Et ce n'est pas peu dire, notre train de nuit ne comporte pas de wagon couchette. Je me mets à regretter âprement la literie vieillissante de Madame Dang en cognant aux moindres secousses mon épaule meurtrie sur le bois des banquettes. Chaque fois que mon corps se détend un chouia, c'est un nouvel arrêt pour laisser monter des passagers. Et alors, le chef de gare se prend pour un virtuose et sonne sa cloche à tout va.
6h : la délivrance arrive à l'heure du petit déj' vietnamien, la soupe Pho se dégustera par terre sans aucune retenue, bien heureux de ne plus être bringuebalés dans tous les sens. Le jour se lève sur les montagnes verdoyantes, nous sommes au dessus de la vallée de Muong Hoa. Les touristes viennent ici faire de grandes randonnées au milieu de paysages encore préservés. On ne vient pas pour se surpasser, les sommets on les laisse aux autres.
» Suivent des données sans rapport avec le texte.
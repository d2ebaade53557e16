//! Rate-limiting stage

use crate::config::RateLimit;
use crate::request::Request;
use governor::{clock::DefaultClock, state::InMemoryState, state::NotKeyed, Quota, RateLimiter};
use std::num::NonZeroU32;
use std::time::Duration;

/// Token-bucket admission control via the governor crate
///
/// Tokens accrue continuously at `rate` per second up to `burst`. Each
/// admission check atomically consumes one token if available, so a single
/// instance can be checked from many tasks at once. Rejected requests are
/// dropped, never queued: the generator and the limiter run decoupled and
/// neither can stall the other.
pub struct RequestRateLimiter {
    limiter: RateLimiter<NotKeyed, InMemoryState, DefaultClock>,
    limit: RateLimit,
}

/// Admission counts for one run of the stage
#[derive(Debug, Clone, Copy, Default, PartialEq, Eq)]
pub struct LimiterStats {
    /// Requests forwarded downstream
    pub admitted: u64,
    /// Requests rejected for lack of tokens
    pub dropped: u64,
}

impl RequestRateLimiter {
    /// Create a new rate limiter
    ///
    /// Returns `None` for a non-positive or non-finite rate, or a zero
    /// burst; callers validate [`RateLimit`] through
    /// [`RunConfig::validate`](crate::config::RunConfig::validate) first.
    ///
    /// # Examples
    /// ```
    /// use stampede_core::{RateLimit, RequestRateLimiter};
    ///
    /// let limiter = RequestRateLimiter::new(RateLimit::per_second(100.0)).unwrap();
    /// assert!(limiter.try_acquire());
    /// ```
    pub fn new(limit: RateLimit) -> Option<Self> {
        if !limit.rate.is_finite() || limit.rate <= 0.0 {
            return None;
        }
        let burst = NonZeroU32::new(limit.burst)?;
        // One token every 1/rate seconds; sub-1 rates are supported exactly.
        let period = Duration::from_secs_f64(1.0 / limit.rate);
        let quota = Quota::with_period(period)?.allow_burst(burst);

        Some(Self {
            limiter: RateLimiter::direct(quota),
            limit,
        })
    }

    /// Try to take one token without waiting
    pub fn try_acquire(&self) -> bool {
        self.limiter.check().is_ok()
    }

    /// Configured limit
    pub fn limit(&self) -> RateLimit {
        self.limit
    }

    /// Forward admitted requests from `input` to `output`
    ///
    /// Runs until `input` reaches end-of-stream, then closes `output` by
    /// dropping it. Stops early if every downstream receiver is gone.
    pub async fn apply(
        &self,
        input: async_channel::Receiver<Request>,
        output: async_channel::Sender<Request>,
    ) -> LimiterStats {
        let mut stats = LimiterStats::default();

        while let Ok(request) = input.recv().await {
            if !self.try_acquire() {
                stats.dropped += 1;
                continue;
            }
            if output.send(request).await.is_err() {
                tracing::debug!("Request queue closed downstream, rate limiter stopping");
                break;
            }
            stats.admitted += 1;
        }

        drop(output);

        tracing::debug!(
            admitted = stats.admitted,
            dropped = stats.dropped,
            "Rate limiter finished"
        );

        stats
    }
}

impl std::fmt::Debug for RequestRateLimiter {
    fn fmt(&self, f: &mut std::fmt::Formatter<'_>) -> std::fmt::Result {
        f.debug_struct("RequestRateLimiter")
            .field("rate", &self.limit.rate)
            .field("burst", &self.limit.burst)
            .finish()
    }
}

#[cfg(test)]
mod tests {
    use super::*;
    use std::time::Instant;

    #[test]
    fn test_rate_limiter_rejects_invalid() {
        assert!(RequestRateLimiter::new(RateLimit::per_second(0.0)).is_none());
        assert!(RequestRateLimiter::new(RateLimit::per_second(-10.0)).is_none());
        assert!(RequestRateLimiter::new(RateLimit::per_second(f64::INFINITY)).is_none());
        assert!(RequestRateLimiter::new(RateLimit::per_second(10.0).with_burst(0)).is_none());
    }

    #[test]
    fn test_burst_never_exceeded() {
        let limiter = RequestRateLimiter::new(RateLimit::per_second(1.0).with_burst(5)).unwrap();

        let admitted = (0..100).filter(|_| limiter.try_acquire()).count();
        assert_eq!(admitted, 5);
    }

    #[test]
    fn test_admitted_rate_converges() {
        let limiter = RequestRateLimiter::new(RateLimit::per_second(200.0).with_burst(10)).unwrap();

        let start = Instant::now();
        let mut admitted = 0u64;
        while start.elapsed() < Duration::from_millis(500) {
            if limiter.try_acquire() {
                admitted += 1;
            }
            std::thread::sleep(Duration::from_micros(100));
        }

        // burst + rate * window = 10 + 100
        assert!(
            (95..=125).contains(&admitted),
            "admitted {} outside expected window",
            admitted
        );
    }

    #[tokio::test]
    async fn test_apply_drops_and_closes() {
        let limiter = RequestRateLimiter::new(RateLimit::per_second(1.0).with_burst(10)).unwrap();

        let (in_tx, in_rx) = async_channel::bounded(128);
        for _ in 0..100 {
            in_tx.send(Request::get("http://localhost")).await.unwrap();
        }
        drop(in_tx);

        let (out_tx, out_rx) = async_channel::unbounded();
        let stats = limiter.apply(in_rx, out_tx).await;

        assert_eq!(stats.admitted, 10);
        assert_eq!(stats.dropped, 90);

        let mut forwarded = 0;
        while out_rx.recv().await.is_ok() {
            forwarded += 1;
        }
        assert_eq!(forwarded, 10);
    }

    #[tokio::test]
    async fn test_apply_stops_when_downstream_gone() {
        let limiter = RequestRateLimiter::new(RateLimit::per_second(1000.0)).unwrap();
        let (in_tx, in_rx) = async_channel::bounded(4);
        let (out_tx, out_rx) = async_channel::bounded(4);
        drop(out_rx);

        in_tx.send(Request::get("http://localhost")).await.unwrap();
        let stats = limiter.apply(in_rx, out_tx).await;
        assert_eq!(stats.admitted, 0);
        // limiter dropped its receiver, so the generator side sees the closure
        assert!(in_tx.send(Request::get("http://localhost")).await.is_err());
    }

    #[test]
    fn test_rate_limiter_debug() {
        let limiter = RequestRateLimiter::new(RateLimit::per_second(100.0)).unwrap();
        let debug = format!("{:?}", limiter);
        assert!(debug.contains("RequestRateLimiter"));
        assert!(debug.contains("100.0"));
    }
}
On veut juste rompre avec l'hystérie de Hanoï.
Des hommes et des femmes en habits traditionnels colorés s'activent autour de leurs étals. Notre contact à Sa Pa vient vers nous l'air jovial. Nous sommes les seuls européens du marché, pas bien compliqué de nous repérer. C'est un jeune garçon d'une vingtaine d'année à la musculature bien marquée. Ses mains ne trompent pas, rugueuses et larges, Quyen travaille la terre avec sa famille du côté de San Sa Ho.
Quelques heures plus tard, on découvre le petit village d'agriculteurs accroché au dessus des rizières. Au milieu de tout ce vert, les grandes huttes au toit de chaume se rassemblent comme un bouquet de champignons. Cette nature façonnée par l'homme ne laisse aucune place aux imperfections. Les courbes des champs se suivent avec une régularité surréaliste.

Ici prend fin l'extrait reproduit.